[What to work on]:
The required output is the complete data, repeated without alteration.

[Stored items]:
+++

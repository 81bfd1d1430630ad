//! Frame extraction
//!
//! Turns a [`GameState`] into plain draw data. Extraction only reads the
//! state; an external GPU layer binds the named textures and draws.

use glam::Vec2;

use super::vertex::BACKGROUND;
use crate::consts::{
    BANNER_FONT_SIZE, BANNER_OFFSET_X, BANNER_OFFSET_Y, BANNER_SPACING, TILESET_COLUMNS, TILESET_ROWS,
};
use crate::sim::{Entity, GameState, Role, TileMap};

/// Texture an external renderer binds for a drawable
#[derive(Debug, Clone, Copy, PartialEq, Eq, Hash)]
pub enum TextureSlot {
    /// Player walk sheet
    Player,
    /// Shared enemy sprite
    Enemy,
    Bullet,
    Tileset,
}

/// One cell of a sprite sheet or tileset
#[derive(Debug, Clone, Copy, PartialEq, Eq)]
pub struct SpriteCell {
    pub index: u32,
    pub columns: u32,
    pub rows: u32,
}

impl SpriteCell {
    /// UV rectangle as (min, max), v growing downwards
    pub fn uv_rect(&self) -> (Vec2, Vec2) {
        let columns = self.columns.max(1);
        let rows = self.rows.max(1);
        let cell = Vec2::new(1.0 / columns as f32, 1.0 / rows as f32);
        let min = Vec2::new(
            (self.index % columns) as f32 * cell.x,
            (self.index / columns) as f32 * cell.y,
        );
        (min, min + cell)
    }
}

/// Drawable pose of one active entity
#[derive(Debug, Clone, PartialEq)]
pub struct SpritePose {
    pub texture: TextureSlot,
    pub position: Vec2,
    pub scale: Vec2,
    /// `None` draws the whole texture
    pub cell: Option<SpriteCell>,
}

/// One nonzero map tile
#[derive(Debug, Clone, Copy, PartialEq)]
pub struct TileDraw {
    pub center: Vec2,
    pub size: f32,
    pub cell: SpriteCell,
}

/// Terminal message anchored near the player
#[derive(Debug, Clone, PartialEq)]
pub struct Banner {
    pub text: &'static str,
    pub position: Vec2,
    pub font_size: f32,
    pub spacing: f32,
}

/// View offset following the player
#[derive(Debug, Clone, Copy, PartialEq, Default)]
pub struct Camera {
    pub offset: Vec2,
}

impl Camera {
    /// Center horizontally on the player, vertically halfway
    pub fn follow(target: Vec2) -> Self {
        Self {
            offset: Vec2::new(-target.x, -target.y / 2.0),
        }
    }
}

/// Everything needed to draw one frame
#[derive(Debug, Clone, PartialEq)]
pub struct RenderFrame {
    /// RGBA clear color
    pub clear_color: [f32; 4],
    pub camera: Camera,
    pub tiles: Vec<TileDraw>,
    /// Player first, then enemies in roster order
    pub sprites: Vec<SpritePose>,
    pub banner: Option<Banner>,
}

fn pose(entity: &Entity) -> SpritePose {
    let texture = match entity.role {
        Role::Player => TextureSlot::Player,
        Role::Bullet(_) => TextureSlot::Bullet,
        _ => TextureSlot::Enemy,
    };
    let cell = entity.animation.as_ref().map(|animation| SpriteCell {
        index: animation.cell(),
        columns: animation.columns,
        rows: animation.rows,
    });
    SpritePose {
        texture,
        position: entity.position(),
        scale: entity.body.scale,
        cell,
    }
}

fn tiles(map: &TileMap) -> Vec<TileDraw> {
    map.solid_tiles()
        .map(|(col, row, index)| TileDraw {
            center: map.grid_to_world(col as i32, row as i32),
            size: map.tile_size(),
            cell: SpriteCell {
                index,
                columns: TILESET_COLUMNS,
                rows: TILESET_ROWS,
            },
        })
        .collect()
}

/// Collect draw data for the current state. Inactive entities are skipped.
pub fn extract(state: &GameState, camera: Camera) -> RenderFrame {
    let mut sprites = Vec::with_capacity(state.enemies.len() + 1);
    if state.player.active {
        sprites.push(pose(&state.player));
    }
    sprites.extend(
        state
            .enemies
            .iter()
            .filter(|(_, enemy)| enemy.active)
            .map(|(_, enemy)| pose(enemy)),
    );

    let banner = state.outcome().map(|outcome| Banner {
        text: outcome.message(),
        position: state.player.position() + Vec2::new(BANNER_OFFSET_X, BANNER_OFFSET_Y),
        font_size: BANNER_FONT_SIZE,
        spacing: BANNER_SPACING,
    });

    RenderFrame {
        clear_color: BACKGROUND,
        camera,
        tiles: tiles(&state.map),
        sprites,
        banner,
    }
}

+++

[Result of this task]:
repository 81bfd1d1430630ad
//! Frame extraction
//!
//! Turns a [`GameState`] into plain draw data. Extraction only reads the
//! state; an external GPU layer binds the named textures and draws.

use glam::Vec2;

use super::vertex::BACKGROUND;
use crate::consts::{
    BANNER_FONT_SIZE, BANNER_OFFSET_X, BANNER_OFFSET_Y, BANNER_SPACING, TILESET_COLUMNS, TILESET_ROWS,
};
use crate::sim::{Entity, GameState, Role, TileMap};

/// Texture an external renderer binds for a drawable
#[derive(Debug, Clone, Copy, PartialEq, Eq, Hash)]
pub enum TextureSlot {
    /// Player walk sheet
    Player,
    /// Shared enemy sprite
    Enemy,
    Bullet,
    Tileset,
}

/// One cell of a sprite sheet or tileset
#[derive(Debug, Clone, Copy, PartialEq, Eq)]
pub struct SpriteCell {
    pub index: u32,
    pub columns: u32,
    pub rows: u32,
}

impl SpriteCell {
    /// UV rectangle as (min, max), v growing downwards
    pub fn uv_rect(&self) -> (Vec2, Vec2) {
        let columns = self.columns.max(1);
        let rows = self.rows.max(1);
        let cell = Vec2::new(1.0 / columns as f32, 1.0 / rows as f32);
        let min = Vec2::new(
            (self.index % columns) as f32 * cell.x,
            (self.index / columns) as f32 * cell.y,
        );
        (min, min + cell)
    }
}

/// Drawable pose of one active entity
#[derive(Debug, Clone, PartialEq)]
pub struct SpritePose {
    pub texture: TextureSlot,
    pub position: Vec2,
    pub scale: Vec2,
    /// `None` draws the whole texture
    pub cell: Option<SpriteCell>,
}

/// One nonzero map tile
#[derive(Debug, Clone, Copy, PartialEq)]
pub struct TileDraw {
    pub center: Vec2,
    pub size: f32,
    pub cell: SpriteCell,
}

/// Terminal message anchored near the player
#[derive(Debug, Clone, PartialEq)]
pub struct Banner {
    pub text: &'static str,
    pub position: Vec2,
    pub font_size: f32,
    pub spacing: f32,
}

/// View offset following the player
#[derive(Debug, Clone, Copy, PartialEq, Default)]
pub struct Camera {
    pub offset: Vec2,
}

impl Camera {
    /// Center horizontally on the player, vertically halfway
    pub fn follow(target: Vec2) -> Self {
        Self {
            offset: Vec2::new(-target.x, -target.y / 2.0),
        }
    }
}

/// Everything needed to draw one frame
#[derive(Debug, Clone, PartialEq)]
pub struct RenderFrame {
    /// RGBA clear color
    pub clear_color: [f32; 4],
    pub camera: Camera,
    pub tiles: Vec<TileDraw>,
    /// Player first, then enemies in roster order
    pub sprites: Vec<SpritePose>,
    pub banner: Option<Banner>,
}

fn pose(entity: &Entity) -> SpritePose {
    let texture = match entity.role {
        Role::Player => TextureSlot::Player,
        Role::Bullet(_) => TextureSlot::Bullet,
        _ => TextureSlot::Enemy,
    };
    let cell = entity.animation.as_ref().map(|animation| SpriteCell {
        index: animation.cell(),
        columns: animation.columns,
        rows: animation.rows,
    });
    SpritePose {
        texture,
        position: entity.position(),
        scale: entity.body.scale,
        cell,
    }
}

fn tiles(map: &TileMap) -> Vec<TileDraw> {
    map.solid_tiles()
        .map(|(col, row, index)| TileDraw {
            center: map.grid_to_world(col as i32, row as i32),
            size: map.tile_size(),
            cell: SpriteCell {
                index,
                columns: TILESET_COLUMNS,
                rows: TILESET_ROWS,
            },
        })
        .collect()
}

/// Collect draw data for the current state. Inactive entities are skipped.
pub fn extract(state: &GameState, camera: Camera) -> RenderFrame {
    let mut sprites = Vec::with_capacity(state.enemies.len() + 1);
    if state.player.active {
        sprites.push(pose(&state.player));
    }
    sprites.extend(
        state
            .enemies
            .iter()
            .filter(|(_, enemy)| enemy.active)
            .map(|(_, enemy)| pose(enemy)),
    );

    let banner = state.outcome().map(|outcome| Banner {
        text: outcome.message(),
        position: state.player.position() + Vec2::new(BANNER_OFFSET_X, BANNER_OFFSET_Y),
        font_size: BANNER_FONT_SIZE,
        spacing: BANNER_SPACING,
    });

    RenderFrame {
        clear_color: BACKGROUND,
        camera,
        tiles: tiles(&state.map),
        sprites,
        banner,
    }
}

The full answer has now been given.